No vaya todavía. Quédese
Me miro las imágenes de miles (¡miles!) de exrefugiados sirios, emprendiendo el camino de regreso a casa, ahora que ha caído el régimen de Bashar el Asad. Los hay –y así lo explican los informativos– que valoran si permanecer allí donde llevan años viviendo y donde sus hijos han arraigado o si volver. Pero algunos ya están de camino.
Sin palabras, pienso en la precipitación de todos ellos. ¿Qué garantías tienen, qué seguridad? Sí, se ha caído Bashar al Asad, lo que torturaba a disidentes y oprimía a mujeres. ¿Pero quién puede decirles que se han acabado la tortura y la opresión? ¿Acaso los torturadores del régimen franquista, muerto el dictador, pidieron perdón y dejaron de pegar rojos? No fue así. Lo contaban nuestros abuelos, y reían cuando lo contaban, porque sí, pecaron de ingenuos. Se pensaron que al día siguiente todos los policías que violaban, pegaban y humillaban se habrían convertido en angelitos sopladores.
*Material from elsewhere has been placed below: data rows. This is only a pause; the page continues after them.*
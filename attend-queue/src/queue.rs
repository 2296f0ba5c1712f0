use std::sync::Arc;
use std::time::Duration;

use chrono::Utc;
use parking_lot::Mutex;
use tracing::{debug, info, instrument};

use crate::execution::worker::{QueueCore, WorkerPool};
use crate::observability::{BoxStream, EventListener, ListenerId, MetricsSnapshot};
use crate::{
    JobEvent, JobId, JobOptionsPatch, JobRecord, Processor, ProgressReporter, ProgressSink,
    QueueConfig, QueueError, QueueResult, QueueStats,
};

/// Returned by `enqueue`: the job id plus a way to report progress from
/// outside the processor.
#[derive(Debug, Clone)]
pub struct JobHandle {
    id: JobId,
    progress: ProgressReporter,
}

impl JobHandle {
    pub fn id(&self) -> JobId {
        self.id
    }

    pub async fn report_progress(&self, percent: u8) {
        self.progress.report(percent).await;
    }
}

enum PoolState {
    /// No processor registered yet
    Idle,
    Running(WorkerPool),
    Stopped,
}

/// In-process job queue.
///
/// Jobs are accepted at any time and dispatched FIFO to the registered
/// processor by `concurrency` workers. Failed attempts are retried after the
/// job's backoff delay until its attempt budget is spent. Cloning is cheap and
/// every clone refers to the same queue.
///
/// Dropping the last clone stops the workers after their current attempt
/// without waiting for them; call `shutdown` to wait.
pub struct JobQueue<P, R> {
    core: Arc<QueueCore<P, R>>,
    pool: Arc<Mutex<PoolState>>,
}

impl<P, R> Clone for JobQueue<P, R> {
    fn clone(&self) -> Self {
        Self {
            core: Arc::clone(&self.core),
            pool: Arc::clone(&self.pool),
        }
    }
}

impl<P, R> JobQueue<P, R>
where
    P: Clone + Send + Sync + 'static,
    R: Clone + Send + Sync + 'static,
{
    pub fn new(config: QueueConfig) -> QueueResult<Self> {
        config.validate()?;
        info!(
            "Created queue '{}' (concurrency {}, delay between jobs {:?})",
            config.name, config.concurrency, config.delay_between_jobs
        );
        Ok(Self {
            core: Arc::new(QueueCore::new(config)),
            pool: Arc::new(Mutex::new(PoolState::Idle)),
        })
    }

    pub fn name(&self) -> &str {
        &self.core.config.name
    }

    pub fn config(&self) -> &QueueConfig {
        &self.core.config
    }

    /// Add a job to the tail of the pending sequence.
    ///
    /// `options` override the queue defaults field by field. The job is
    /// accepted even if no processor is registered yet.
    #[instrument(skip(self, payload, options), fields(queue = %self.core.config.name))]
    pub fn enqueue(&self, payload: P, options: Option<JobOptionsPatch>) -> JobHandle {
        let resolved = match &options {
            Some(patch) => self.core.config.default_job_options.merge(patch),
            None => self.core.config.default_job_options,
        };

        let id = self.core.store.lock().insert(payload, resolved);
        self.core.metrics.increment_jobs_enqueued();
        self.core.events.emit(JobEvent::Added { job_id: id, at: Utc::now() });
        self.core.work_available.notify_one();

        info!("Added job {} to queue", id);

        let sink: Arc<dyn ProgressSink> = self.core.clone();
        JobHandle {
            id,
            progress: ProgressReporter::new(id, sink),
        }
    }

    /// Set the queue's processor and start the workers.
    ///
    /// Registering again replaces the processor for future dispatches;
    /// attempts already running finish with the processor they started with.
    /// Must be called from within a tokio runtime.
    pub fn register_processor(&self, processor: impl Processor<P, R>) -> QueueResult<()> {
        let mut pool = self.pool.lock();
        if matches!(*pool, PoolState::Stopped) {
            return Err(QueueError::WorkerShutdown);
        }

        *self.core.processor.write() = Some(Arc::new(processor));

        if matches!(*pool, PoolState::Idle) {
            tokio::runtime::Handle::try_current()
                .map_err(|e| QueueError::Internal(format!("No tokio runtime: {}", e)))?;
            *pool = PoolState::Running(WorkerPool::spawn(Arc::clone(&self.core)));
        } else {
            info!("Replaced processor for queue '{}'", self.core.config.name);
        }

        // Jobs enqueued before registration are already waiting
        self.core.work_available.notify_waiters();
        Ok(())
    }

    pub fn list_pending(&self) -> Vec<JobRecord<P, R>> {
        self.core.store.lock().list_pending()
    }

    pub fn list_active(&self) -> Vec<JobRecord<P, R>> {
        self.core.store.lock().list_active()
    }

    /// Jobs sitting out a retry delay
    pub fn list_waiting(&self) -> Vec<JobRecord<P, R>> {
        self.core.store.lock().list_waiting()
    }

    pub fn list_completed(&self) -> Vec<JobRecord<P, R>> {
        self.core.store.lock().list_completed()
    }

    pub fn list_failed(&self) -> Vec<JobRecord<P, R>> {
        self.core.store.lock().list_failed()
    }

    pub fn stats(&self) -> QueueStats {
        self.core.store.lock().stats()
    }

    pub fn get_job(&self, id: JobId) -> QueueResult<JobRecord<P, R>> {
        self.core
            .store
            .lock()
            .get(id)
            .cloned()
            .ok_or(QueueError::JobNotFound(id))
    }

    /// True when nothing is pending, running or waiting for a retry
    pub fn is_idle(&self) -> bool {
        self.stats().is_drained()
    }

    /// Evict completed jobs older than `max_age`, always keeping the
    /// `max_keep` most recently completed. Returns how many were evicted.
    ///
    /// Pending, active, waiting and failed jobs are never touched.
    pub fn clean(&self, max_age: Duration, max_keep: usize) -> usize {
        let evicted = self.core.store.lock().clean(Utc::now(), max_age, max_keep);
        let count = evicted.len();

        if count > 0 {
            self.core.metrics.add_jobs_evicted(count as u64);
            info!("Cleaned {} old jobs from queue '{}'", count, self.core.config.name);
        } else {
            debug!("No completed jobs to clean in queue '{}'", self.core.config.name);
        }
        count
    }

    /// Put a failed job back in the pending sequence with a fresh attempt budget
    pub fn retry_failed(&self, id: JobId) -> QueueResult<()> {
        self.core.store.lock().retry_failed(id)?;
        self.requeued(id);
        Ok(())
    }

    /// Retry every failed job, oldest failure first. Returns how many were requeued.
    pub fn retry_all_failed(&self) -> usize {
        let ids = {
            let mut store = self.core.store.lock();
            let ids = store.failed_ids();
            ids.into_iter()
                .filter(|id| store.retry_failed(*id).is_ok())
                .collect::<Vec<_>>()
        };
        for id in &ids {
            self.requeued(*id);
        }
        ids.len()
    }

    fn requeued(&self, id: JobId) {
        self.core.events.emit(JobEvent::Added { job_id: id, at: Utc::now() });
        self.core.work_available.notify_one();
        info!("Retrying failed job {}", id);
    }

    /// Register a synchronous listener for every job event
    pub fn on(&self, listener: impl Fn(&JobEvent) + Send + Sync + 'static) -> ListenerId {
        let listener: EventListener = Arc::new(listener);
        self.core.events.on(listener)
    }

    /// Remove a listener; returns false if it was not registered
    pub fn off(&self, id: ListenerId) -> bool {
        self.core.events.off(id)
    }

    /// Events emitted from now on, for async consumers
    pub fn event_stream(&self) -> BoxStream<JobEvent> {
        self.core.events.stream()
    }

    pub fn metrics(&self) -> MetricsSnapshot {
        self.core.metrics.snapshot()
    }

    /// Stop dispatching and wait for running attempts to finish.
    ///
    /// Pending and waiting jobs stay in the store. The queue keeps accepting
    /// jobs but nothing will run them.
    pub async fn shutdown(&self) -> QueueResult<()> {
        let state = {
            let mut pool = self.pool.lock();
            std::mem::replace(&mut *pool, PoolState::Stopped)
        };
        if let PoolState::Running(pool) = state {
            pool.shutdown().await?;
            info!("Queue '{}' shut down", self.core.config.name);
        }
        Ok(())
    }
}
Me cuesta mucho pensar que toda esta cola de gente emocionada –nadie emigra por placer– piense que llegará y ya no habrá hambre, ni represión, y todo serán flores y violas. Muchos de los supervivientes españoles de los campos de concentración nazis regresaron a su casa. Los esperaban a todos en la frontera. Los mismos compatriotas se los mirarán con recelo ("tú fuiste, yo, no, y ahora vuelves como si nada hubiera pasado?"). ¿Cómo encontrarán las casas? ¿Vacías como cuando las dejaron? De pie, ¿cómo cuando las dejaron? Qué corrua de esperanza inútil, de precipitación, de un dolor que tenemos miedo a anticipar, que anticipamos.